=== Section Start ===
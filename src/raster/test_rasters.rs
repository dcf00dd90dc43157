//! GTiff fixtures for tests of the GDAL-backed code.

use crate::raster::rat::{self, AttributeTable};
use gdal::raster::Buffer;
use gdal::{Dataset, DatasetOptions, DriverManager, GdalOpenFlags};
use std::path::{Path, PathBuf};

/// Single-band u32 segmentation `segs.tif` in `dir`, row-major ids.
pub(crate) fn segments_tif(dir: &Path, size: (usize, usize), ids: Vec<u32>) -> PathBuf {
    let path = dir.join("segs.tif");
    let driver = DriverManager::get_driver_by_name("GTiff").unwrap();
    let dataset = driver
        .create_with_band_type::<u32, _>(&path, size.0, size.1, 1)
        .unwrap();
    let mut band = dataset.rasterband(1).unwrap();
    band.write((0, 0), size, &mut Buffer::new(size, ids)).unwrap();
    path
}

/// Single-band f64 image `name` in `dir`.
pub(crate) fn image_tif(
    dir: &Path,
    name: &str,
    size: (usize, usize),
    values: Vec<f64>,
    nodata: Option<f64>,
) -> PathBuf {
    let path = dir.join(name);
    let driver = DriverManager::get_driver_by_name("GTiff").unwrap();
    let dataset = driver
        .create_with_band_type::<f64, _>(&path, size.0, size.1, 1)
        .unwrap();
    let mut band = dataset.rasterband(1).unwrap();
    band.set_no_data_value(nodata).unwrap();
    band.write((0, 0), size, &mut Buffer::new(size, values)).unwrap();
    path
}

pub(crate) fn open_update(path: &Path) -> Dataset {
    let options = DatasetOptions {
        open_flags: GdalOpenFlags::GDAL_OF_UPDATE | GdalOpenFlags::GDAL_OF_RASTER,
        ..Default::default()
    };
    Dataset::open_ex(path, options).unwrap()
}

/// Store `counts` as the pixel-count column of band 1, the way the
/// finalization engine leaves it.
pub(crate) fn write_histogram(path: &Path, counts: &[f64]) {
    let dataset = open_update(path);
    let band = dataset.rasterband(1).unwrap();
    let mut table = AttributeTable::for_update(&band).unwrap();
    let col = table
        .ensure_column("Histogram", rat::GFT_REAL, rat::GFU_PIXEL_COUNT)
        .unwrap();
    table.write_f64(col, counts).unwrap();
    table.commit().unwrap();
}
=== Section End ===
▶ _Work to be completed_: Reproduce every line of the entries above, unchanged, from the very first one down to and including the line containing "let options = DatasetOptions".

▶ _Answer section_:
filename src/raster/test_rasters.rs
repository dcf00dd90dc43157
//! GTiff fixtures for tests of the GDAL-backed code.

use crate::raster::rat::{self, AttributeTable};
use gdal::raster::Buffer;
use gdal::{Dataset, DatasetOptions, DriverManager, GdalOpenFlags};
use std::path::{Path, PathBuf};

/// Single-band u32 segmentation `segs.tif` in `dir`, row-major ids.
pub(crate) fn segments_tif(dir: &Path, size: (usize, usize), ids: Vec<u32>) -> PathBuf {
    let path = dir.join("segs.tif");
    let driver = DriverManager::get_driver_by_name("GTiff").unwrap();
    let dataset = driver
        .create_with_band_type::<u32, _>(&path, size.0, size.1, 1)
        .unwrap();
    let mut band = dataset.rasterband(1).unwrap();
    band.write((0, 0), size, &mut Buffer::new(size, ids)).unwrap();
    path
}

/// Single-band f64 image `name` in `dir`.
pub(crate) fn image_tif(
    dir: &Path,
    name: &str,
    size: (usize, usize),
    values: Vec<f64>,
    nodata: Option<f64>,
) -> PathBuf {
    let path = dir.join(name);
    let driver = DriverManager::get_driver_by_name("GTiff").unwrap();
    let dataset = driver
        .create_with_band_type::<f64, _>(&path, size.0, size.1, 1)
        .unwrap();
    let mut band = dataset.rasterband(1).unwrap();
    band.set_no_data_value(nodata).unwrap();
    band.write((0, 0), size, &mut Buffer::new(size, values)).unwrap();
    path
}

pub(crate) fn open_update(path: &Path) -> Dataset {
    let options = DatasetOptions {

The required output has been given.